# Problem to solve
Please retype, unchanged, each line from the top of the material below through the line where "use crate::domain::pricing::PricingResult;" appears.

# Data to process
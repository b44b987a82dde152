//! Data Transfer Objects for quote endpoints.
//!
//! Answers and pricing serialize as the domain types do; only the wizard
//! view is flattened into an explicit response shape.

use serde::Serialize;

use crate::domain::pricing::PricingResult;
use crate::domain::quote::{FieldErrors, FormAnswers, QuoteWizard, WizardStep};
use crate::ports::DispatchReceipt;

/// Wizard state as shown to the form.
#[derive(Debug, Clone, Serialize)]
pub struct WizardResponse {
    pub id: String,
    pub step: WizardStep,
    pub step_number: u8,
    pub step_title: &'static str,
    pub answers: FormAnswers,
    pub field_errors: FieldErrors,
    pub submission_pending: bool,
    #[serde(skip_serializing_if = "Option::is_none")]
    pub last_dispatch_error: Option<String>,
    #[serde(skip_serializing_if = "Option::is_none")]
    pub pricing: Option<PricingResult>,
    pub created_at: String,
    pub updated_at: String,
}

impl From<&QuoteWizard> for WizardResponse {
    fn from(wizard: &QuoteWizard) -> Self {
        Self {
            id: wizard.id().to_string(),
            step: wizard.step(),
            step_number: wizard.step().number(),
            step_title: wizard.step().title(),
            answers: wizard.answers().clone(),
            field_errors: wizard.field_errors().clone(),
            submission_pending: wizard.is_submission_pending(),
            last_dispatch_error: wizard.last_dispatch_error().map(str::to_string),
            pricing: wizard.pricing().cloned(),
            created_at: wizard.created_at().to_rfc3339(),
            updated_at: wizard.updated_at().to_rfc3339(),
        }
    }
}

/// Pricing preview with the display lines for the summary card.
#[derive(Debug, Clone, Serialize)]
pub struct EstimateResponse {
    #[serde(flatten)]
    pub pricing: PricingResult,
    pub summary: Vec<String>,
}

impl From<PricingResult> for EstimateResponse {
    fn from(pricing: PricingResult) -> Self {
        let summary = pricing.summary_lines();
        Self { pricing, summary }
    }
}

#[derive(Debug, Clone, Serialize)]
pub struct ToggleComplianceResponse {
    pub selected: bool,
    pub wizard: WizardResponse,
}

#[derive(Debug, Clone, Serialize)]
pub struct SubmitQuoteResponse {
    pub wizard: WizardResponse,
    pub estimate: EstimateResponse,
    #[serde(skip_serializing_if = "Option::is_none")]
    pub reference: Option<String>,
    pub accepted_at: String,
}

impl SubmitQuoteResponse {
    pub fn new(wizard: &QuoteWizard, pricing: PricingResult, receipt: DispatchReceipt) -> Self {
        Self {
            wizard: wizard.into(),
            estimate: pricing.into(),
            reference: receipt.reference,
            accepted_at: receipt.accepted_at.to_rfc3339(),
        }
    }
}
//! Content store port.
//!
//! The hosted backend-as-a-service behind the marketing pages, reduced to
//! document CRUD plus lookup by slug within a collection.
//!
//! # Design
//!
//! - **Slug unique per collection**: `insert` refuses a second document with
//!   the same `(collection, slug)`
//! - **Upsert by slug**: seeding can run repeatedly without duplicates

use async_trait::async_trait;
use serde::Serialize;

use crate::domain::content::{ContentCollection, ContentDocument, Slug};
use crate::domain::foundation::{ContentId, DomainError};

/// What `upsert_by_slug` did.
#[derive(Debug, Clone, Copy, PartialEq, Eq, Serialize)]
#[serde(rename_all = "snake_case")]
pub enum UpsertOutcome {
    Inserted,
    Updated,
    Unchanged,
}

#[async_trait]
pub trait ContentStore: Send + Sync {
    /// Insert a new document.
    ///
    /// # Errors
    ///
    /// - `DuplicateSlug` if the collection already has the slug
    async fn insert(&self, document: &ContentDocument) -> Result<(), DomainError>;

    /// Replace an existing document by id.
    ///
    /// # Errors
    ///
    /// - `ContentNotFound` if no document has this id
    async fn update(&self, document: &ContentDocument) -> Result<(), DomainError>;

    /// Insert, or merge into the document that already has this slug.
    async fn upsert_by_slug(&self, document: &ContentDocument)
        -> Result<UpsertOutcome, DomainError>;

    /// Delete a document. Deleting an unknown id is not an error.
    async fn delete(&self, id: ContentId) -> Result<(), DomainError>;

    async fn find_by_id(&self, id: ContentId) -> Result<Option<ContentDocument>, DomainError>;

    async fn find_by_slug(
        &self,
        collection: ContentCollection,
        slug: &Slug,
    ) -> Result<Option<ContentDocument>, DomainError>;

    /// All documents in a collection, ordered by slug.
    async fn list(&self, collection: ContentCollection)
        -> Result<Vec<ContentDocument>, DomainError>;
}
//! Optional add-on capabilities and their flat contributions.

use serde::{Deserialize, Serialize};
use std::fmt;

/// Identifier of an optional add-on.
#[derive(Debug, Clone, Copy, PartialEq, Eq, Hash, PartialOrd, Ord, Serialize, Deserialize)]
#[serde(rename_all = "kebab-case")]
pub enum AddOnId {
    MobileApp,
    AdvancedAnalytics,
    CustomIntegrations,
    ApiAccess,
    WhiteLabeling,
    DedicatedInfrastructure,
}

/// Monthly price and credit contribution of one add-on.
#[derive(Debug, Clone, Copy, PartialEq, Eq, Serialize, Deserialize)]
pub struct AddOnDelta {
    pub monthly: u64,
    pub credits: u64,
}

impl AddOnId {
    pub const ALL: [AddOnId; 6] = [
        AddOnId::MobileApp,
        AddOnId::AdvancedAnalytics,
        AddOnId::CustomIntegrations,
        AddOnId::ApiAccess,
        AddOnId::WhiteLabeling,
        AddOnId::DedicatedInfrastructure,
    ];

    /// Flat contribution of this add-on.
    ///
    /// | Add-on | Monthly | Credits |
    /// |--------|---------|---------|
    /// | mobile-app | 50 | 100 |
    /// | advanced-analytics | 200 | 500 |
    /// | custom-integrations | 300 | 750 |
    /// | api-access | 150 | 1000 |
    /// | white-labeling | 400 | 0 |
    /// | dedicated-infrastructure | 750 | 2000 |
    pub fn delta(self) -> AddOnDelta {
        let (monthly, credits) = match self {
            AddOnId::MobileApp => (50, 100),
            AddOnId::AdvancedAnalytics => (200, 500),
            AddOnId::CustomIntegrations => (300, 750),
            AddOnId::ApiAccess => (150, 1000),
            AddOnId::WhiteLabeling => (400, 0),
            AddOnId::DedicatedInfrastructure => (750, 2000),
        };
        AddOnDelta { monthly, credits }
    }

    /// Kebab-case identifier used on the wire.
    pub fn slug(self) -> &'static str {
        match self {
            AddOnId::MobileApp => "mobile-app",
            AddOnId::AdvancedAnalytics => "advanced-analytics",
            AddOnId::CustomIntegrations => "custom-integrations",
            AddOnId::ApiAccess => "api-access",
            AddOnId::WhiteLabeling => "white-labeling",
            AddOnId::DedicatedInfrastructure => "dedicated-infrastructure",
        }
    }

    pub fn display_name(self) -> &'static str {
        match self {
            AddOnId::MobileApp => "Mobile App",
            AddOnId::AdvancedAnalytics => "Advanced Analytics",
            AddOnId::CustomIntegrations => "Custom Integrations",
            AddOnId::ApiAccess => "API Access",
            AddOnId::WhiteLabeling => "White Labeling",
            AddOnId::DedicatedInfrastructure => "Dedicated Infrastructure",
        }
    }
}

impl fmt::Display for AddOnId {
    fn fmt(&self, f: &mut fmt::Formatter<'_>) -> fmt::Result {
        f.write_str(self.slug())
    }
}

/// Sums the deltas of every selected add-on.
pub fn total_delta<'a>(add_ons: impl IntoIterator<Item = &'a AddOnId>) -> AddOnDelta {
    add_ons
        .into_iter()
        .map(|id| id.delta())
        .fold(AddOnDelta { monthly: 0, credits: 0 }, |acc, d| AddOnDelta {
            monthly: acc.monthly + d.monthly,
            credits: acc.credits + d.credits,
        })
}

#[cfg(test)]
mod tests {
    use super::*;

    #[test]
    fn mobile_app_delta() {
        assert_eq!(
            AddOnId::MobileApp.delta(),
            AddOnDelta {
                monthly: 50,
                credits: 100
            }
        );
    }

    #[test]
    fn slug_matches_serde_name() {
        for id in AddOnId::ALL {
            let json = serde_json::to_string(&id).unwrap();
            assert_eq!(json, format!("\"{}\"", id.slug()));
        }
    }

    #[test]
    fn total_delta_of_nothing_is_zero() {
        let none: [AddOnId; 0] = [];
        assert_eq!(total_delta(&none), AddOnDelta { monthly: 0, credits: 0 });
    }

    #[test]
    fn total_delta_sums_selected() {
        let selected = [AddOnId::MobileApp, AddOnId::ApiAccess];
        assert_eq!(
            total_delta(&selected),
            AddOnDelta {
                monthly: 200,
                credits: 1100
            }
        );
    }
}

# Result below
repository b44b987a82dde152
//! Data Transfer Objects for quote endpoints.
//!
//! Answers and pricing serialize as the domain types do; only the wizard
//! view is flattened into an explicit response shape.

use serde::Serialize;

use crate::domain::pricing::PricingResult;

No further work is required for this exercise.